# [Exercise goal]
Lines below that include "ReadingsPayload" are the answer; copy each one.

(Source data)
——————
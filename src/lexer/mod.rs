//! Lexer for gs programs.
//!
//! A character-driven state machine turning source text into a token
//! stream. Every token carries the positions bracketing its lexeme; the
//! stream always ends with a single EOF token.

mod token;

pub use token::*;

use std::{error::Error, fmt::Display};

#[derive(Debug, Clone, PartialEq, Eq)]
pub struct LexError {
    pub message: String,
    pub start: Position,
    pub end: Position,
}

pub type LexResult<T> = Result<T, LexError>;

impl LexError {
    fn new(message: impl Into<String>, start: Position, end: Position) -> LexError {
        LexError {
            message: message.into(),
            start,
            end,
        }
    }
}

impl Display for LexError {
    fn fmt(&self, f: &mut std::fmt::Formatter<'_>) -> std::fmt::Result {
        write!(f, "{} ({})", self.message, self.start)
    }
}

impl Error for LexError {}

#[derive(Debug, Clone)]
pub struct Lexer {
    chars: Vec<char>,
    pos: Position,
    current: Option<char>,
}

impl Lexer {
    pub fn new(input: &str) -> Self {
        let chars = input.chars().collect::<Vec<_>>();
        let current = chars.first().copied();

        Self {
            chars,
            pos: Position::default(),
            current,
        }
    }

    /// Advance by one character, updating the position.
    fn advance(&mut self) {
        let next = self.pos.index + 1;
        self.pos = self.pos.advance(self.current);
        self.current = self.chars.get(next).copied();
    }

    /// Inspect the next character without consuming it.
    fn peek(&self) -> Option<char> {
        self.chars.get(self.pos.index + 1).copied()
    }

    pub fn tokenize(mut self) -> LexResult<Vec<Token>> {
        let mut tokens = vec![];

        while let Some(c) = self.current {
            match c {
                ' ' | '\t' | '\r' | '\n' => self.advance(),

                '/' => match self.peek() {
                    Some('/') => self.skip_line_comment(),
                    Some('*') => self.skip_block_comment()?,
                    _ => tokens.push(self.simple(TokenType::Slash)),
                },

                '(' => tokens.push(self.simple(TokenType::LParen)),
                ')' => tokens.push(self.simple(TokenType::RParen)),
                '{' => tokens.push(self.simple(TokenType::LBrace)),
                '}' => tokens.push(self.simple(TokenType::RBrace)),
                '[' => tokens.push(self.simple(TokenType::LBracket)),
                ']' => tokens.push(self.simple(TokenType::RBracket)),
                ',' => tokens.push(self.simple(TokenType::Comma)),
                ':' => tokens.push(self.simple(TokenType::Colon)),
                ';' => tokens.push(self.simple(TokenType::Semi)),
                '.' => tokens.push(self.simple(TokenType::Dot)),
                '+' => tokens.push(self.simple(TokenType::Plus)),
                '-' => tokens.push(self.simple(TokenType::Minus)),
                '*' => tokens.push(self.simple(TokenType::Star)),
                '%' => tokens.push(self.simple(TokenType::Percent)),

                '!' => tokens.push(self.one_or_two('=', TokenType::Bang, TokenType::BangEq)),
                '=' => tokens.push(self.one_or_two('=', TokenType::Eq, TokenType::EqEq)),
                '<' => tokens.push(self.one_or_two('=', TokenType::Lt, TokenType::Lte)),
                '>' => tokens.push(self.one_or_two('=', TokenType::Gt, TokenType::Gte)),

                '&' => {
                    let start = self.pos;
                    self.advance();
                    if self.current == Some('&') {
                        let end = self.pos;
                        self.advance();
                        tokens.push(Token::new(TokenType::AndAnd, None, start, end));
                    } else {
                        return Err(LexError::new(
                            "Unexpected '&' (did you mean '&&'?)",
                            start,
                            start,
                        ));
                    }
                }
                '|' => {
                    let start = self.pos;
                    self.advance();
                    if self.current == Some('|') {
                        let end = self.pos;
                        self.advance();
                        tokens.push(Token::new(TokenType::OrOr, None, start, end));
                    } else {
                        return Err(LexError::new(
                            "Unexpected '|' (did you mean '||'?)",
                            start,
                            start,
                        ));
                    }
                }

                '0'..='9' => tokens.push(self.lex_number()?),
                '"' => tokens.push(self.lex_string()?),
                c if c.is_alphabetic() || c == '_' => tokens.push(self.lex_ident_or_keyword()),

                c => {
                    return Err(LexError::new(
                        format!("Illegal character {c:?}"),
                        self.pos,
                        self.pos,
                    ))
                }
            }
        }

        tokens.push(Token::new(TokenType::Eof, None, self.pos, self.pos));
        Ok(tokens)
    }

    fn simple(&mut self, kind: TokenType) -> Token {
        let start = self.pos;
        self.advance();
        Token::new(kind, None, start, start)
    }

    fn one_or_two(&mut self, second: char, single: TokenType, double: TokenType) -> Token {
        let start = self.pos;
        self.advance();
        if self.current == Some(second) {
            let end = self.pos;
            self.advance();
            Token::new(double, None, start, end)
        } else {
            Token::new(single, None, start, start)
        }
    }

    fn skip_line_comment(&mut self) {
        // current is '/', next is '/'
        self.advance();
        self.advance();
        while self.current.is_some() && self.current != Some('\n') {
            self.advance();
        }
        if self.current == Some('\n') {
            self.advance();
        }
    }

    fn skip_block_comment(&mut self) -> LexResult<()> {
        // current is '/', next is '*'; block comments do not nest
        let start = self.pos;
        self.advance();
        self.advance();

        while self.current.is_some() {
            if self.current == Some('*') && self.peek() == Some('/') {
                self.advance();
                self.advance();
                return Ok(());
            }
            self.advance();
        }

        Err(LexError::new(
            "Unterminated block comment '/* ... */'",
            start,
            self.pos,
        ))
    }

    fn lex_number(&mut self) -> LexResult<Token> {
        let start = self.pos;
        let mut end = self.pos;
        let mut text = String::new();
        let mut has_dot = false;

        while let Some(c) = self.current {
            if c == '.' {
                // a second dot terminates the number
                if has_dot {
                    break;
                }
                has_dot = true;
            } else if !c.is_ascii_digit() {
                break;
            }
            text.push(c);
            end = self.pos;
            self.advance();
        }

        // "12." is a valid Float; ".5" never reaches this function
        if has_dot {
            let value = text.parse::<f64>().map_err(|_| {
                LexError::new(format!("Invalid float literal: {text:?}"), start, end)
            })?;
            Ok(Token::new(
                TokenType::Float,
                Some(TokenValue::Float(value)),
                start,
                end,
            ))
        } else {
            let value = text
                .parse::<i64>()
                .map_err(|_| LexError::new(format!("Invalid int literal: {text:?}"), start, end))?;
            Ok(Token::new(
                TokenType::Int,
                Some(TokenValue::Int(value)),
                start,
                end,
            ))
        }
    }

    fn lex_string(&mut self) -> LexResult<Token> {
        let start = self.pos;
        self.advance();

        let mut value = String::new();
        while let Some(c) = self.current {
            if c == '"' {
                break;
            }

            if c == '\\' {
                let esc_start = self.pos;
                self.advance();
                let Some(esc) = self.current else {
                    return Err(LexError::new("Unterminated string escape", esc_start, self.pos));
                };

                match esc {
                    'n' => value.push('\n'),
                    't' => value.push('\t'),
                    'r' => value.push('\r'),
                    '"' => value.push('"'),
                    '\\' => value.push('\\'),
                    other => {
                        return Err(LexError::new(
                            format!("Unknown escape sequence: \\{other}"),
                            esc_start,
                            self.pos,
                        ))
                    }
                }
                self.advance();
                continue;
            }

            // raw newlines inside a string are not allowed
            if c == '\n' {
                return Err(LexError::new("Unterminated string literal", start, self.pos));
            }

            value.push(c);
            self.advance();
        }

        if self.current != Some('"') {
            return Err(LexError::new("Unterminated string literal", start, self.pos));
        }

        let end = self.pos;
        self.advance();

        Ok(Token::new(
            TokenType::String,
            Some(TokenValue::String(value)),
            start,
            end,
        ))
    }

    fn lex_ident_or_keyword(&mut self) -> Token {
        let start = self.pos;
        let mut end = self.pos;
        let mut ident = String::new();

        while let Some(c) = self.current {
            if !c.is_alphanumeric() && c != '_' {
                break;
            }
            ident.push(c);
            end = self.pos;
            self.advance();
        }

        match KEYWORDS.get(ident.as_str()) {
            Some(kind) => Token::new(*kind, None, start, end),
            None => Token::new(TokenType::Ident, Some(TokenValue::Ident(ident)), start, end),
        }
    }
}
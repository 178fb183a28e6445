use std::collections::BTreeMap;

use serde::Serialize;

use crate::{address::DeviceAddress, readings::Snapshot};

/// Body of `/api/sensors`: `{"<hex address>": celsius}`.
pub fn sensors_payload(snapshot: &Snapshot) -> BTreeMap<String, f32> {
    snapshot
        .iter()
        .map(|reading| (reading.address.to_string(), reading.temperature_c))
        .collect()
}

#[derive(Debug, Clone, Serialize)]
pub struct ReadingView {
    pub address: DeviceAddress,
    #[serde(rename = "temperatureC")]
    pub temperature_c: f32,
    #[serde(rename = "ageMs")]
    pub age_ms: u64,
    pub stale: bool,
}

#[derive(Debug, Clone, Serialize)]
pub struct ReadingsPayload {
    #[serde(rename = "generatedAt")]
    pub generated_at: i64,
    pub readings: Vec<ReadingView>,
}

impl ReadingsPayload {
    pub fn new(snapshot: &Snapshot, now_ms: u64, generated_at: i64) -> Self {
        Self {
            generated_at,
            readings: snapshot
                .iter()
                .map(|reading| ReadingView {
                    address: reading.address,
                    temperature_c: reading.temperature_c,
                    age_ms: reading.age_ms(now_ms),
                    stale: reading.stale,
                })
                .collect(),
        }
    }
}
——————
# [Exercise solution]
pub struct ReadingsPayload {
impl ReadingsPayload {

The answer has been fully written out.